It will be impossible to consider David Berman’s Purple Mountains without taking into account that Berman tragically took his life mere weeks after it was released. Berman had struggled with depression his entire life, from substance abuse to family relations, but from all reports had seemed good in his return to music as Purple Mountains. His death saw the world lose a truly special and unique voice, and Purple Mountains will forever stand as his final piece of art.

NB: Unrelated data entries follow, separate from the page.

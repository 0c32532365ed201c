//! HTTP Signatures
//!
//! Signing string: one `name: value` line per signed header, in the order
//! the signer lists them, joined by `\n`. RSA PKCS#1 v1.5 over SHA-256.
//! Only `(request-target)`, `host`, `date`, `digest` and `content-length`
//! are recognized; other names in the signer's list are skipped on both
//! sides.

use crate::data::Actor;
use crate::error::AppError;
use base64::{Engine, engine::general_purpose::STANDARD as BASE64};
use chrono::{DateTime, Utc};
use rsa::pkcs1::DecodeRsaPublicKey;
use rsa::pkcs8::DecodePublicKey;
use rsa::signature::{RandomizedSigner, SignatureEncoding, Verifier};
use rsa::{RsaPrivateKey, RsaPublicKey, pkcs1v15::Signature as Pkcs1v15Signature};
use sha2::{Digest, Sha256};
use std::time::Duration;

/// Header names that may take part in a signing string.
pub const RECOGNIZED_HEADERS: [&str; 5] =
    ["(request-target)", "host", "date", "digest", "content-length"];

/// RFC 1123 date as used in the `Date` header.
pub fn http_date(at: DateTime<Utc>) -> String {
    at.format("%a, %d %b %Y %H:%M:%S GMT").to_string()
}

/// `Host` value for a URL, keeping non-default ports.
pub fn host_header(url: &url::Url) -> Option<String> {
    let host = url.host_str()?;
    Some(match url.port() {
        Some(port) => format!("{host}:{port}"),
        None => host.to_string(),
    })
}

/// Sign an HTTP request
///
/// # Arguments
/// * `method` - HTTP method (e.g., "POST")
/// * `url` - Full URL being requested
/// * `body` - Request body (for digest)
/// * `private_key` - The sending actor's key
/// * `key_id` - Public key id published on the sending actor
///
/// # Returns
/// Headers to attach: Signature, Date, Host and Digest (if body present)
pub fn sign_request(
    method: &str,
    url: &str,
    body: Option<&[u8]>,
    private_key: &RsaPrivateKey,
    key_id: &str,
) -> Result<SignatureHeaders, AppError> {
    sign_request_at(method, url, body, private_key, key_id, Utc::now())
}

pub(crate) fn sign_request_at(
    method: &str,
    url: &str,
    body: Option<&[u8]>,
    private_key: &RsaPrivateKey,
    key_id: &str,
    now: DateTime<Utc>,
) -> Result<SignatureHeaders, AppError> {
    let parsed_url =
        url::Url::parse(url).map_err(|e| AppError::Validation(format!("Invalid URL: {}", e)))?;
    let host = host_header(&parsed_url)
        .ok_or_else(|| AppError::Validation("Missing host in URL".to_string()))?;

    let path_and_query = match parsed_url.query() {
        Some(q) => format!("{}?{}", parsed_url.path(), q),
        None => parsed_url.path().to_string(),
    };

    let date = http_date(now);
    let digest = body.map(generate_digest);

    let mut lines = vec![
        format!("(request-target): {} {}", method.to_lowercase(), path_and_query),
        format!("host: {}", host),
        format!("date: {}", date),
    ];
    let mut headers_list = vec!["(request-target)", "host", "date"];

    if let Some(ref digest_value) = digest {
        lines.push(format!("digest: {}", digest_value));
        headers_list.push("digest");
    }

    let signature_b64 = sign_string(&lines.join("\n"), private_key);

    Ok(SignatureHeaders {
        signature: format!(
            "keyId=\"{}\",headers=\"{}\",signature=\"{}\"",
            key_id,
            headers_list.join(" "),
            signature_b64
        ),
        date,
        host,
        digest,
    })
}

/// Sign a prepared signing string, returning base64.
pub fn sign_string(signing_string: &str, private_key: &RsaPrivateKey) -> String {
    let signing_key = rsa::pkcs1v15::SigningKey::<Sha256>::new_unprefixed(private_key.clone());
    let mut rng = rand::thread_rng();
    let signature = signing_key.sign_with_rng(&mut rng, signing_string.as_bytes());
    BASE64.encode(signature.to_bytes())
}

/// Headers to add for signed request
#[derive(Debug, Clone)]
pub struct SignatureHeaders {
    /// Signature header value
    pub signature: String,
    /// Date header value (RFC 1123)
    pub date: String,
    /// Host header value, with port when non-default
    pub host: String,
    /// Digest header value (if body present)
    pub digest: Option<String>,
}

/// Why a signature was refused. Logged, never sent to the peer.
#[derive(Debug, Clone, PartialEq, Eq)]
pub enum Rejection {
    MissingSignature,
    Malformed(&'static str),
    KeyMismatch,
    MissingDate,
    StaleDate(i64),
    DigestMismatch,
    BadPublicKey,
    BadSignature,
}

impl std::fmt::Display for Rejection {
    fn fmt(&self, f: &mut std::fmt::Formatter<'_>) -> std::fmt::Result {
        match self {
            Rejection::MissingSignature => write!(f, "no Signature header"),
            Rejection::Malformed(what) => write!(f, "malformed Signature header: {what}"),
            Rejection::KeyMismatch => write!(f, "keyId does not match actor public key"),
            Rejection::MissingDate => write!(f, "Date header absent or unparseable"),
            Rejection::StaleDate(skew) => write!(f, "Date is {skew}s away from now"),
            Rejection::DigestMismatch => write!(f, "Digest does not match body"),
            Rejection::BadPublicKey => write!(f, "actor public key cannot be parsed"),
            Rejection::BadSignature => write!(f, "signature does not verify"),
        }
    }
}

/// Verify an inbound request against the claimed actor's key
///
/// # Arguments
/// * `method` - HTTP method
/// * `path` - Request path and query as received
/// * `headers` - All request headers
/// * `body` - Request body (checked against `Digest` when one is sent)
/// * `actor` - The actor the activity claims to come from
/// * `replay_window` - Maximum allowed distance between `Date` and now
///
/// # Errors
/// `AppError::Authentication` for every failure; the reason is logged at debug.
pub fn verify_request(
    method: &str,
    path: &str,
    headers: &http::HeaderMap,
    body: Option<&[u8]>,
    actor: &Actor,
    replay_window: Duration,
) -> Result<(), AppError> {
    verify_request_at(method, path, headers, body, actor, replay_window, Utc::now()).map_err(
        |reason| {
            tracing::debug!(actor = %actor.id, %reason, "Rejected request signature");
            AppError::Authentication
        },
    )
}

pub(crate) fn verify_request_at(
    method: &str,
    path: &str,
    headers: &http::HeaderMap,
    body: Option<&[u8]>,
    actor: &Actor,
    replay_window: Duration,
    now: DateTime<Utc>,
) -> Result<(), Rejection> {
    let header_value = |name: &str| {
        headers
            .get(name)
            .and_then(|v| v.to_str().ok())
            .unwrap_or_default()
            .to_string()
    };

    let signature_header = headers
        .get("signature")
        .ok_or(Rejection::MissingSignature)?
        .to_str()
        .map_err(|_| Rejection::Malformed("not ASCII"))?;
    let parsed = parse_signature_header(signature_header)?;

    // 1. keyId must be the one the actor publishes.
    match actor.public_key_id() {
        Some(published) if published == parsed.key_id => {}
        _ => return Err(Rejection::KeyMismatch),
    }

    // 2. Rebuild the signing string in the signer's order.
    let signing_string = parsed
        .headers
        .iter()
        .filter(|name| RECOGNIZED_HEADERS.contains(&name.as_str()))
        .map(|name| match name.as_str() {
            "(request-target)" => format!("{}: {} {}", name, method.to_lowercase(), path),
            other => format!("{}: {}", other, header_value(other)),
        })
        .collect::<Vec<_>>()
        .join("\n");

    // 3. Replay window.
    let date = DateTime::parse_from_rfc2822(&header_value("date"))
        .map_err(|_| Rejection::MissingDate)?;
    let skew = (now.timestamp() - date.timestamp()).abs();
    if skew > replay_window.as_secs() as i64 {
        return Err(Rejection::StaleDate(skew));
    }

    // 4. Body integrity, when the peer sent a digest.
    if let (Some(body), Some(digest)) = (body, headers.get("digest")) {
        if digest.to_str().ok() != Some(generate_digest(body).as_str()) {
            return Err(Rejection::DigestMismatch);
        }
    }

    // 5. RSA check.
    let public_key_pem = actor
        .public_key
        .as_ref()
        .map(|key| key.public_key_pem.as_str())
        .unwrap_or_default();
    let public_key = parse_public_key(public_key_pem).ok_or(Rejection::BadPublicKey)?;

    let signature_bytes = BASE64
        .decode(&parsed.signature)
        .map_err(|_| Rejection::BadSignature)?;
    let signature = Pkcs1v15Signature::try_from(signature_bytes.as_slice())
        .map_err(|_| Rejection::BadSignature)?;

    rsa::pkcs1v15::VerifyingKey::<Sha256>::new_unprefixed(public_key)
        .verify(signing_string.as_bytes(), &signature)
        .map_err(|_| Rejection::BadSignature)
}

/// SubjectPublicKeyInfo PEM, falling back to PKCS#1.
pub fn parse_public_key(pem: &str) -> Option<RsaPublicKey> {
    RsaPublicKey::from_public_key_pem(pem)
        .or_else(|_| RsaPublicKey::from_pkcs1_pem(pem))
        .ok()
}

/// Parsed Signature header
#[derive(Debug, Clone)]
pub struct ParsedSignature {
    /// Key ID (URL to public key)
    pub key_id: String,
    /// Signed header names, in signing order
    pub headers: Vec<String>,
    /// Base64-encoded signature
    pub signature: String,
}

/// Parse Signature header value
///
/// # Format
/// ```text
/// keyId="...",headers="...",signature="..."
/// ```
pub fn parse_signature_header(header: &str) -> Result<ParsedSignature, Rejection> {
    let mut key_id = None;
    let mut headers = None;
    let mut signature = None;

    for part in header.split(',') {
        if let Some((key, value)) = part.trim().split_once('=') {
            let value = value.trim().trim_matches('"');

            match key.trim() {
                "keyId" => key_id = Some(value.to_string()),
                "headers" => {
                    headers = Some(
                        value
                            .split_whitespace()
                            .map(|s| s.to_ascii_lowercase())
                            .collect(),
                    )
                }
                "signature" => signature = Some(value.to_string()),
                _ => {}
            }
        }
    }

    Ok(ParsedSignature {
        key_id: key_id.ok_or(Rejection::Malformed("missing keyId"))?,
        // Per draft-cavage, an absent list means only `date` was signed.
        headers: headers.unwrap_or_else(|| vec!["date".to_string()]),
        signature: signature.ok_or(Rejection::Malformed("missing signature"))?,
    })
}

/// Generate SHA-256 digest for body
///
/// # Returns
/// `SHA-256=base64(hash)`
pub fn generate_digest(body: &[u8]) -> String {
    let mut hasher = Sha256::new();
    hasher.update(body);
    let hash = hasher.finalize();
    format!("SHA-256={}", BASE64.encode(hash))
}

In the nineties, Berman was the cowboy poet of the alternative music world, from his work in his band Silver Jews to his own successful book of poetry, Actual Air. In the twenty-first century, he retired from touring and eventually music altogether, only to return this year as Purple Mountains with Purple Mountains. While the shadow of his death hangs above it all, the record showcases Berman’s impressive lyricism and more.
A rare artist who could pull off being both a songwriter and a poet, in equal esteem, Purple Mountains has Berman’s great lines rambling out in pieces such as “That’s Just the Way I Feel”, relaxed “Margaritas at the Mall”, twang “She’s Making Friends, I’m Turning Stranger”, and sauntering “Storyline Fever”. There are sadder moments like “Darkness and Cold”, and his death haunts the “Dead know what they’re doing” of “Nights That Won’t Happen”. But best is why Berman is upbeat & wry, like his tribute to his mother, “I Loved Being My Mother’s Son”, and the killer lonely cowboy closer, “Maybe I’m the Only One For Me”.
When David Berman announced that he was returning to music as Purple Mountains, it was a great joy. When his death was announced, it was a great sadness. We may never get another Purple Mountain, but it’s another wonderful piece of art from an artist we lost way too soon.